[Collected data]
· · · ·

// src/fs/mod.rs

use std::fmt::Debug;
use std::fs;
use std::io::ErrorKind;
use std::path::Path;
use std::time::SystemTime;

use anyhow::{Context, Result};

pub mod mock;

/// Abstract filesystem interface.
///
/// The runner only ever needs to know whether targets exist, how old they
/// are, and to remove a half-written target after an interruption.
pub trait FileSystem: Send + Sync + Debug {
    fn exists(&self, path: &Path) -> bool;

    /// Modification time of `path`, or `None` if it does not exist.
    fn modified(&self, path: &Path) -> Result<Option<SystemTime>>;

    /// Remove a file or directory tree. Missing paths are not an error.
    fn remove(&self, path: &Path) -> Result<()>;
}

/// Implementation that uses `std::fs`.
#[derive(Debug, Clone, Default)]
pub struct RealFileSystem;

impl FileSystem for RealFileSystem {
    fn exists(&self, path: &Path) -> bool {
        path.exists()
    }

    fn modified(&self, path: &Path) -> Result<Option<SystemTime>> {
        match fs::metadata(path) {
            Ok(meta) => {
                let mtime = meta
                    .modified()
                    .with_context(|| format!("reading mtime of {:?}", path))?;
                Ok(Some(mtime))
            }
            Err(e) if e.kind() == ErrorKind::NotFound => Ok(None),
            Err(e) => Err(e).with_context(|| format!("reading metadata of {:?}", path)),
        }
    }

    fn remove(&self, path: &Path) -> Result<()> {
        let result = if path.is_dir() {
            fs::remove_dir_all(path)
        } else {
            fs::remove_file(path)
        };
        match result {
            Ok(()) => Ok(()),
            Err(e) if e.kind() == ErrorKind::NotFound => Ok(()),
            Err(e) => Err(e).with_context(|| format!("removing {:?}", path)),
        }
    }
}
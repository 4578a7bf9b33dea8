// src/main.rs

use makedag::engine::InvocationOutcome;
use makedag::errors::Result;
use makedag::{cli, exit_status, logging, run};

#[tokio::main]
async fn main() {
    let result = run_main().await;
    match &result {
        Ok(outcome) => report(outcome),
        Err(err) => eprintln!("makedag: *** {err}"),
    }
    std::process::exit(exit_status(&result));
}

async fn run_main() -> Result<InvocationOutcome> {
    let args = cli::parse();
    logging::init_logging(args.log_level)?;
    run(args).await
}

fn report(outcome: &InvocationOutcome) {
    match outcome {
        InvocationOutcome::Succeeded => {}
        InvocationOutcome::Failed { task, exit_code } => {
            eprintln!("makedag: *** [{task}] Error {exit_code}");
        }
        InvocationOutcome::Interrupted => eprintln!("makedag: *** Interrupted"),
    }
}
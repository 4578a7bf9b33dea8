// src/dag/plan.rs

//! Depth-first resolution of the requested goals into a linear plan.

use std::collections::HashSet;
use std::path::PathBuf;

use crate::dag::graph::DagGraph;
use crate::engine::TaskName;
use crate::errors::{MakedagError, Result};

/// One entry of a resolved plan.
#[derive(Debug, Clone, PartialEq, Eq)]
pub enum PlanStep {
    /// A name without a rule. It has to exist on disk when reached.
    ///
    /// `needed_by` is `None` when the name was requested directly.
    Source {
        path: PathBuf,
        needed_by: Option<TaskName>,
    },
    /// A task whose recipe runs (or is skipped as up to date) at this point.
    Task(TaskName),
}

/// Ordered steps for one invocation.
///
/// Every reachable name appears exactly once, after all of its
/// prerequisites. Siblings keep their declaration order.
#[derive(Debug, Clone, Default, PartialEq, Eq)]
pub struct Plan {
    pub steps: Vec<PlanStep>,
}

impl Plan {
    /// Resolve `goals` (in order, sharing one visited set) against `graph`.
    pub fn resolve(graph: &DagGraph, goals: &[TaskName]) -> Result<Self> {
        let mut resolver = Resolver {
            graph,
            visited: HashSet::new(),
            in_progress: Vec::new(),
            steps: Vec::new(),
        };

        for goal in goals {
            resolver.visit(goal, None)?;
        }

        Ok(Plan {
            steps: resolver.steps,
        })
    }

    /// Names of the tasks in the plan, in execution order.
    pub fn task_names(&self) -> impl Iterator<Item = &str> {
        self.steps.iter().filter_map(|step| match step {
            PlanStep::Task(name) => Some(name.as_str()),
            PlanStep::Source { .. } => None,
        })
    }
}

struct Resolver<'a> {
    graph: &'a DagGraph,
    visited: HashSet<TaskName>,
    in_progress: Vec<TaskName>,
    steps: Vec<PlanStep>,
}

impl Resolver<'_> {
    fn visit(&mut self, name: &str, needed_by: Option<&str>) -> Result<()> {
        if self.visited.contains(name) {
            return Ok(());
        }
        if self.in_progress.iter().any(|n| n == name) {
            return Err(MakedagError::DagCycle(format!(
                "circular dependency: {} -> {}",
                self.in_progress.join(" -> "),
                name
            )));
        }

        if !self.graph.contains(name) {
            self.visited.insert(name.to_string());
            self.steps.push(PlanStep::Source {
                path: PathBuf::from(name),
                needed_by: needed_by.map(str::to_string),
            });
            return Ok(());
        }

        let graph = self.graph;
        self.in_progress.push(name.to_string());
        for dep in graph.dependencies_of(name) {
            self.visit(dep, Some(name))?;
        }
        self.in_progress.pop();

        self.visited.insert(name.to_string());
        self.steps.push(PlanStep::Task(name.to_string()));
        Ok(())
    }
}
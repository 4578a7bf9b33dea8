// tests/error_handling.rs

use std::io::Write;
use tempfile::NamedTempFile;
use makedag::config::load_and_validate;
use makedag::errors::MakedagError;

fn task_file(contents: &str) -> NamedTempFile {
    let mut file = NamedTempFile::new().unwrap();
    write!(file, "{contents}").unwrap();
    file
}

#[test]
fn test_dag_cycle_returns_structured_error() {
    let file = task_file(
        r#"
[task.A]
cmd = "echo A"
deps = ["B"]

[task.B]
cmd = "echo B"
deps = ["A"]
"#,
    );

    let result = load_and_validate(&[file.path().to_path_buf()], &[]);

    match result {
        Err(MakedagError::DagCycle(msg)) => {
            assert!(msg.contains("cycle detected"));
            assert!(msg.contains("A") || msg.contains("B"));
        }
        Err(e) => panic!("Expected DagCycle error, got: {:?}", e),
        Ok(_) => panic!("Expected error, got Ok"),
    }
}

#[test]
fn test_self_dependency_is_a_cycle() {
    let file = task_file(
        r#"
[task.A]
cmd = "echo A"
deps = ["A"]
"#,
    );

    let result = load_and_validate(&[file.path().to_path_buf()], &[]);
    assert!(matches!(result, Err(MakedagError::DagCycle(_))));
}

#[test]
fn test_undefined_variable_is_rejected_at_load_time() {
    let file = task_file(
        r#"
[task.flake8]
cmd = "flake8 --max-line-length=$(MAX_LINE_LENGTH) examples *.py"
"#,
    );

    let result = load_and_validate(&[file.path().to_path_buf()], &[]);

    match result {
        Err(MakedagError::UndefinedVariable { task, name }) => {
            assert_eq!(task, "flake8");
            assert_eq!(name, "MAX_LINE_LENGTH");
        }
        Err(e) => panic!("Expected UndefinedVariable, got: {:?}", e),
        Ok(_) => panic!("Expected error, got Ok"),
    }
}

#[test]
fn test_unknown_default_task_returns_config_error() {
    let file = task_file(
        r#"
[config]
default_task = "missing"

[task.A]
cmd = "echo A"
"#,
    );

    let result = load_and_validate(&[file.path().to_path_buf()], &[]);

    match result {
        Err(MakedagError::ConfigError(msg)) => assert!(msg.contains("missing")),
        Err(e) => panic!("Expected ConfigError, got: {:?}", e),
        Ok(_) => panic!("Expected error, got Ok"),
    }
}

#[test]
fn test_empty_task_table_returns_config_error() {
    let file = task_file("[vars]\nX = \"1\"\n");

    let result = load_and_validate(&[file.path().to_path_buf()], &[]);
    assert!(matches!(result, Err(MakedagError::ConfigError(_))));
}

#[test]
fn test_invalid_kind_is_a_toml_error() {
    let file = task_file(
        r#"
[task.A]
kind = "directory"
cmd = "echo A"
"#,
    );

    let result = load_and_validate(&[file.path().to_path_buf()], &[]);
    assert!(matches!(result, Err(MakedagError::TomlError(_))));
}

#[test]
fn test_missing_task_file_returns_config_error() {
    let dir = tempfile::TempDir::new().unwrap();
    let result = load_and_validate(&[dir.path().join("Makedag.toml")], &[]);

    match result {
        Err(MakedagError::ConfigError(msg)) => assert!(msg.contains("Makedag.toml")),
        Err(e) => panic!("Expected ConfigError, got: {:?}", e),
        Ok(_) => panic!("Expected error, got Ok"),
    }
}
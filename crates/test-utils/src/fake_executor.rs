use std::future::Future;
use std::path::PathBuf;
use std::pin::Pin;
use std::sync::{Arc, Mutex};

use makedag::dag::ScheduledLine;
use makedag::engine::LineOutcome;
use makedag::errors::Result;
use makedag::exec::ExecutorBackend;
use makedag::fs::mock::MockFileSystem;

/// A fake executor that:
/// - records every command it was asked to run, in order
/// - fails commands containing a configured substring with a given code
/// - optionally "touches" a path in a [`MockFileSystem`] when a command
///   containing a substring succeeds, standing in for the real side effect.
#[derive(Debug, Clone, Default)]
pub struct FakeExecutor {
    executed: Arc<Mutex<Vec<String>>>,
    failures: Vec<(String, i32)>,
    effects: Vec<(String, PathBuf)>,
    fs: Option<MockFileSystem>,
}

impl FakeExecutor {
    pub fn new(executed: Arc<Mutex<Vec<String>>>) -> Self {
        Self {
            executed,
            ..Self::default()
        }
    }

    /// Commands containing `needle` exit with `code`.
    pub fn failing(mut self, needle: &str, code: i32) -> Self {
        self.failures.push((needle.to_string(), code));
        self
    }

    /// Successful commands containing `needle` touch `path` in `fs`.
    pub fn touching(mut self, fs: &MockFileSystem, needle: &str, path: &str) -> Self {
        self.fs = Some(fs.clone());
        self.effects.push((needle.to_string(), PathBuf::from(path)));
        self
    }

    pub fn executed(&self) -> Vec<String> {
        self.executed.lock().unwrap().clone()
    }
}

impl ExecutorBackend for FakeExecutor {
    fn run_line(
        &mut self,
        line: ScheduledLine,
    ) -> Pin<Box<dyn Future<Output = Result<LineOutcome>> + Send + '_>> {
        Box::pin(async move {
            let command = line.line.command.clone();
            self.executed.lock().unwrap().push(command.clone());

            if let Some((_, code)) = self
                .failures
                .iter()
                .find(|(needle, _)| command.contains(needle.as_str()))
            {
                return Ok(LineOutcome::Failed(*code));
            }

            if let Some(fs) = &self.fs {
                for (needle, path) in &self.effects {
                    if command.contains(needle.as_str()) {
                        fs.touch(path);
                    }
                }
            }

            Ok(LineOutcome::Success)
        })
    }
}
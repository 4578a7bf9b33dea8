// src/exec/mod.rs

//! Process execution layer.
//!
//! This module runs recipe lines, one at a time, and reports each line's
//! exit status back to the runtime.
//!
//! - [`backend`] provides the `ExecutorBackend` trait and the dry-run
//!   implementation; tests replace it with a fake.
//! - [`command`] holds `ShellExecutor`, the production backend built on
//!   `tokio::process::Command`.

pub mod backend;
pub mod command;

pub use backend::{DryRunExecutor, ExecutorBackend};
pub use command::ShellExecutor;
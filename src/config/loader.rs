// src/config/loader.rs

use std::fs;
use std::path::{Path, PathBuf};

use tracing::debug;

use crate::config::model::{ConfigFile, RawConfigFile};
use crate::errors::{MakedagError, Result};

/// Load a single task file from a given path and return the raw `RawConfigFile`.
///
/// This only performs TOML deserialization. It does **not** follow
/// `include`, layer anything or validate. Use [`load_and_validate`] for that.
pub fn load_from_path(path: impl AsRef<Path>) -> Result<RawConfigFile> {
    let path = path.as_ref();
    let contents = fs::read_to_string(path).map_err(|e| {
        MakedagError::ConfigError(format!("reading task file {}: {e}", path.display()))
    })?;

    let config: RawConfigFile = toml::from_str(&contents)?;

    Ok(config)
}

/// Load every layer in order, following `include` lists, and overlay them.
///
/// Layer order is: each file, then (recursively) the files it includes, then
/// the next file given. A task declared in a later layer replaces the
/// earlier declaration in full.
pub fn load_layers(paths: &[PathBuf]) -> Result<RawConfigFile> {
    let mut merged = RawConfigFile::default();
    let mut chain = Vec::new();

    for path in paths {
        load_layer_into(path, &mut merged, &mut chain)?;
    }

    Ok(merged)
}

fn load_layer_into(
    path: &Path,
    merged: &mut RawConfigFile,
    chain: &mut Vec<PathBuf>,
) -> Result<()> {
    let identity = fs::canonicalize(path).unwrap_or_else(|_| path.to_path_buf());
    if chain.contains(&identity) {
        return Err(MakedagError::ConfigError(format!(
            "task file {} includes itself",
            path.display()
        )));
    }

    let mut layer = load_from_path(path)?;
    let includes = std::mem::take(&mut layer.include);

    debug!(
        file = %path.display(),
        tasks = layer.task.len(),
        includes = includes.len(),
        "loaded task file layer"
    );

    merged.overlay(layer);

    chain.push(identity);
    let base = path.parent().unwrap_or_else(|| Path::new(""));
    for include in includes {
        load_layer_into(&base.join(include), merged, chain)?;
    }
    chain.pop();

    Ok(())
}

/// Load all layers, apply command-line variable overrides and validate.
///
/// This is the recommended entry point for the rest of the application:
///
/// - Reads and layers the TOML files.
/// - Applies `--define` overrides on top of `[vars]`.
/// - Checks for:
///   - an empty task table,
///   - an unknown `default_task`,
///   - dependency cycles,
///   - undefined variables in recipes.
pub fn load_and_validate(paths: &[PathBuf], defines: &[(String, String)]) -> Result<ConfigFile> {
    let mut raw_config = load_layers(paths)?;
    raw_config.apply_defines(defines);
    let config = ConfigFile::try_from(raw_config)?;
    Ok(config)
}

/// Task file used when none is given on the command line.
pub fn default_config_path() -> PathBuf {
    PathBuf::from("Makedag.toml")
}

· · · ·

* **What you are asked to do**: Going through the records, work out how many lines contain the word "given". Please answer with the number only.

* **Reply**: 4